What you will do: Find the word "stdin" in the listing; pull out each line holding it.

Start of Block

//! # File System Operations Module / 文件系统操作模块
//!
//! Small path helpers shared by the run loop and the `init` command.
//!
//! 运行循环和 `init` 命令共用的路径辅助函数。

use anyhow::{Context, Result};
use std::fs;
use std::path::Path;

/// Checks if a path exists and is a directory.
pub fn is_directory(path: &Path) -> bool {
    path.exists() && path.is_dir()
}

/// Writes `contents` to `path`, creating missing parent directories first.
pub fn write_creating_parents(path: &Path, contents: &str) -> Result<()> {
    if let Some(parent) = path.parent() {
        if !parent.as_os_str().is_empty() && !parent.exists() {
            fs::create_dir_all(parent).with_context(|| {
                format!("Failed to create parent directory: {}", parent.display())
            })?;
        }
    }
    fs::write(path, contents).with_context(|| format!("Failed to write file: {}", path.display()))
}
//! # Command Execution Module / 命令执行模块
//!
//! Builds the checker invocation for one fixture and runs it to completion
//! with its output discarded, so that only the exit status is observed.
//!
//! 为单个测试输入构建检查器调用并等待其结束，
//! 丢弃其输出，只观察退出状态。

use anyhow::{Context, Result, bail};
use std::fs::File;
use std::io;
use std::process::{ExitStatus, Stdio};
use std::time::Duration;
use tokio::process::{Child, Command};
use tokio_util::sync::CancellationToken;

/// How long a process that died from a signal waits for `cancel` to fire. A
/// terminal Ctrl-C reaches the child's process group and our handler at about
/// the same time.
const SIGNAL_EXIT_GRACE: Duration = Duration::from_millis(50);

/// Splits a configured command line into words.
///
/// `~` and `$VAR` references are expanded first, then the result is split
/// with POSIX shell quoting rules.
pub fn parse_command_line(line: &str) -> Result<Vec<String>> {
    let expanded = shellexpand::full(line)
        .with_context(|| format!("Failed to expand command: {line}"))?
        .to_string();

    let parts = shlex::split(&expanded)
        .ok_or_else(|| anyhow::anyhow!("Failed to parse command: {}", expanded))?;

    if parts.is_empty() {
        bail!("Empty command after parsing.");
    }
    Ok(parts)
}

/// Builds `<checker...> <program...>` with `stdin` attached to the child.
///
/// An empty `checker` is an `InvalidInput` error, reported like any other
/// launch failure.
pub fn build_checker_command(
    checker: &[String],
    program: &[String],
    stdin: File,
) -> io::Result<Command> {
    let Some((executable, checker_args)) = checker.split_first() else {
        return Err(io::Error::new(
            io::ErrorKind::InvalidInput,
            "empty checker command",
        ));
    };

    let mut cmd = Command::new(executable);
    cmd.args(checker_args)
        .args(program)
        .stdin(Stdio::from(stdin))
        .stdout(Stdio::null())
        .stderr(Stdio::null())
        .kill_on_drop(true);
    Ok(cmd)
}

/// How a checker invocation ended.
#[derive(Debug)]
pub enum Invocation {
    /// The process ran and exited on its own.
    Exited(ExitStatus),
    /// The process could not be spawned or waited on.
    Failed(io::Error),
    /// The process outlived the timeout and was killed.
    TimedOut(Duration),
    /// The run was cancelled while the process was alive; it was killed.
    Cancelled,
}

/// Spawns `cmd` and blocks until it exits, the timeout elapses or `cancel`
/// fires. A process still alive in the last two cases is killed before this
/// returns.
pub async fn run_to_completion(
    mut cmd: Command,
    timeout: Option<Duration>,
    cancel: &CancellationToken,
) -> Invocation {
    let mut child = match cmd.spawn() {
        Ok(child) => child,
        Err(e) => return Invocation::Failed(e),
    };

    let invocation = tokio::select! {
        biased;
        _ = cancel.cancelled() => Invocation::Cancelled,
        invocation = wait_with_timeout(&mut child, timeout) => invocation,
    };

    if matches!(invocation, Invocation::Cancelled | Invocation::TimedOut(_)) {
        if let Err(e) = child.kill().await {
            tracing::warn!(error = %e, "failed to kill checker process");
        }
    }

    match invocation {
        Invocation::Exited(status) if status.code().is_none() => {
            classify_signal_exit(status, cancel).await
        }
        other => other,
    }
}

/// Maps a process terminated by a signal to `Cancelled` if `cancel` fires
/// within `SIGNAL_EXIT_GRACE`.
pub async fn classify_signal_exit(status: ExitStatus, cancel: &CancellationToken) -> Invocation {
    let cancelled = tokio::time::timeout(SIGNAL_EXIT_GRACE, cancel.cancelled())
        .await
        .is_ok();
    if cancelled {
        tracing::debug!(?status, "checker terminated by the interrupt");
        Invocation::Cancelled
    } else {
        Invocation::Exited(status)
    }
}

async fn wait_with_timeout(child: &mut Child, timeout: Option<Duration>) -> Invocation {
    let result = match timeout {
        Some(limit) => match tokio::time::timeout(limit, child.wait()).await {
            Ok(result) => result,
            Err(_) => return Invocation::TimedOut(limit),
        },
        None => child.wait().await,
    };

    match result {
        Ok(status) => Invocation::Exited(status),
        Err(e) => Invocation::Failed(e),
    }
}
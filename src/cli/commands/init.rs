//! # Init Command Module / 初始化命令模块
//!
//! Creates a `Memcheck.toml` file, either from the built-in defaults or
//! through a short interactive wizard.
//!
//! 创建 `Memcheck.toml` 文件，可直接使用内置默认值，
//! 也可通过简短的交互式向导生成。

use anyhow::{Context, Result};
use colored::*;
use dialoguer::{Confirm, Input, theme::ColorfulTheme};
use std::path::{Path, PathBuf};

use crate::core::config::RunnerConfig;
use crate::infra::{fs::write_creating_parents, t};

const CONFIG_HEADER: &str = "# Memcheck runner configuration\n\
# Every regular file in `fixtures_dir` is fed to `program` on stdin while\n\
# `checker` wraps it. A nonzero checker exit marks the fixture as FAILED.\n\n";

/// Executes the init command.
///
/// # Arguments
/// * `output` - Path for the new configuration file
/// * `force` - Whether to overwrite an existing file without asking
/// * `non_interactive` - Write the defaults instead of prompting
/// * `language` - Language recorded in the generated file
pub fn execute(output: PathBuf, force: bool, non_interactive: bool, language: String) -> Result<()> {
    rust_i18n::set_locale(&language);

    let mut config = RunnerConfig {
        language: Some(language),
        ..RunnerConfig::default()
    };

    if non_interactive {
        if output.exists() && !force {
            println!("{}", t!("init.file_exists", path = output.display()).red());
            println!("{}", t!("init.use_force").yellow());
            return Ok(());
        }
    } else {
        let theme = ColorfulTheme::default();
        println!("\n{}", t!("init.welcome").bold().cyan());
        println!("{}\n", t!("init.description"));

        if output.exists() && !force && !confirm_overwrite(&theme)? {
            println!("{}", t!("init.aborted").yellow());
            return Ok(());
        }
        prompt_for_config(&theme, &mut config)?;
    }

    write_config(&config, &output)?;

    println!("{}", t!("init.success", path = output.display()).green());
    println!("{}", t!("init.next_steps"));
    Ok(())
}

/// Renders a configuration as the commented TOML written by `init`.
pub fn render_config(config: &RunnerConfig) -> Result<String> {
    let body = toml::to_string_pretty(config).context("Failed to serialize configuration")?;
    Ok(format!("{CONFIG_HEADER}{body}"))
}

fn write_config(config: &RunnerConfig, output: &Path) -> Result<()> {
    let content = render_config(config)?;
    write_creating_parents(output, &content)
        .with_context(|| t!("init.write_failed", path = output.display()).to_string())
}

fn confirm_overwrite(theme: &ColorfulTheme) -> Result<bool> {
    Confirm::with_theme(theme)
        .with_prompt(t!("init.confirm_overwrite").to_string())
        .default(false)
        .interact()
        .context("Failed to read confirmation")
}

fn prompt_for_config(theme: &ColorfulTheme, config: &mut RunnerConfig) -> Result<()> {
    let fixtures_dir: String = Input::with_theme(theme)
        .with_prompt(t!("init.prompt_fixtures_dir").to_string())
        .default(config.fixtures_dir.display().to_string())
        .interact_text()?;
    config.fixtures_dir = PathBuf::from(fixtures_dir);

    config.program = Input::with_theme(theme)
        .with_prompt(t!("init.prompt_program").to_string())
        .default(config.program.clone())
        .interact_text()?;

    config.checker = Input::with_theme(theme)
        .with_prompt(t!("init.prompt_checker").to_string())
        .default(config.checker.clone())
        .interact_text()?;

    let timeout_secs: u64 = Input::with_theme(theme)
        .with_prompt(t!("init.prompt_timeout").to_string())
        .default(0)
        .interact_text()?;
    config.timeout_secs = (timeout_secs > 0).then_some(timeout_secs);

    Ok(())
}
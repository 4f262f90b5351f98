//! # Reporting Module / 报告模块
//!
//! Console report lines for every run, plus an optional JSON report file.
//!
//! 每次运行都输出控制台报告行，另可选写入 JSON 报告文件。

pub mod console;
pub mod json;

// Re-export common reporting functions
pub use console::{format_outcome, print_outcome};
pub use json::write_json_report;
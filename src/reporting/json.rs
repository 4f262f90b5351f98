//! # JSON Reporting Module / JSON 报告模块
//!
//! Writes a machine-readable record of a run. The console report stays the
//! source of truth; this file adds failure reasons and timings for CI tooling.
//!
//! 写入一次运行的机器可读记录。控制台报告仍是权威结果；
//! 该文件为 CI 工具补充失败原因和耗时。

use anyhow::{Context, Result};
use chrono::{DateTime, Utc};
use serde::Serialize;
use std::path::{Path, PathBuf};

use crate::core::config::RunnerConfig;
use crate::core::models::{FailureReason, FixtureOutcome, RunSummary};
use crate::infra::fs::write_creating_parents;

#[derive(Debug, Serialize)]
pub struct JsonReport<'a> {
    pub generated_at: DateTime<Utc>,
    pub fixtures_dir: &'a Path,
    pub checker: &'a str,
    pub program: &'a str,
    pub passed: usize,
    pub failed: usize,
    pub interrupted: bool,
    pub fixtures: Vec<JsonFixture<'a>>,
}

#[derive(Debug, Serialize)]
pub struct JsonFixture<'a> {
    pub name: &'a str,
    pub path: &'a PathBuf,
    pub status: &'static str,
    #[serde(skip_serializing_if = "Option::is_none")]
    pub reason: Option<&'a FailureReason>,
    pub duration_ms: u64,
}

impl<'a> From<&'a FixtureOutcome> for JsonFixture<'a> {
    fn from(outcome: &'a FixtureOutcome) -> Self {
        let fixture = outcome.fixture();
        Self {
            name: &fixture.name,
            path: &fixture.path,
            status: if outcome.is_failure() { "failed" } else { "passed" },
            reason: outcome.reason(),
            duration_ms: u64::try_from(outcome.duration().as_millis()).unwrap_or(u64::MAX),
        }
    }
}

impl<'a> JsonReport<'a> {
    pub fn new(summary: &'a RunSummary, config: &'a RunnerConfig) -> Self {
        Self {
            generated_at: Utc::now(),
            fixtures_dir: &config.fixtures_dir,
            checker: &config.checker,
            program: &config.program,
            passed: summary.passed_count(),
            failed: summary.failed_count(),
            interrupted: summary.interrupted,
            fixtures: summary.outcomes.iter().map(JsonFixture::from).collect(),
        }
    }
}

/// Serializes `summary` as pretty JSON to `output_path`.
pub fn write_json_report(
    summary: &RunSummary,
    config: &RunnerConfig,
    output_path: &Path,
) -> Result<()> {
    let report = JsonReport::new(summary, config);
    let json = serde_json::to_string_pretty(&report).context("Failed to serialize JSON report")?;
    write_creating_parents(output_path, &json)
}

End of Block

Output below:
/// Builds `<checker...> <program...>` with `stdin` attached to the child.
    stdin: File,
        .stdin(Stdio::from(stdin))
# Every regular file in `fixtures_dir` is fed to `program` on stdin while\n\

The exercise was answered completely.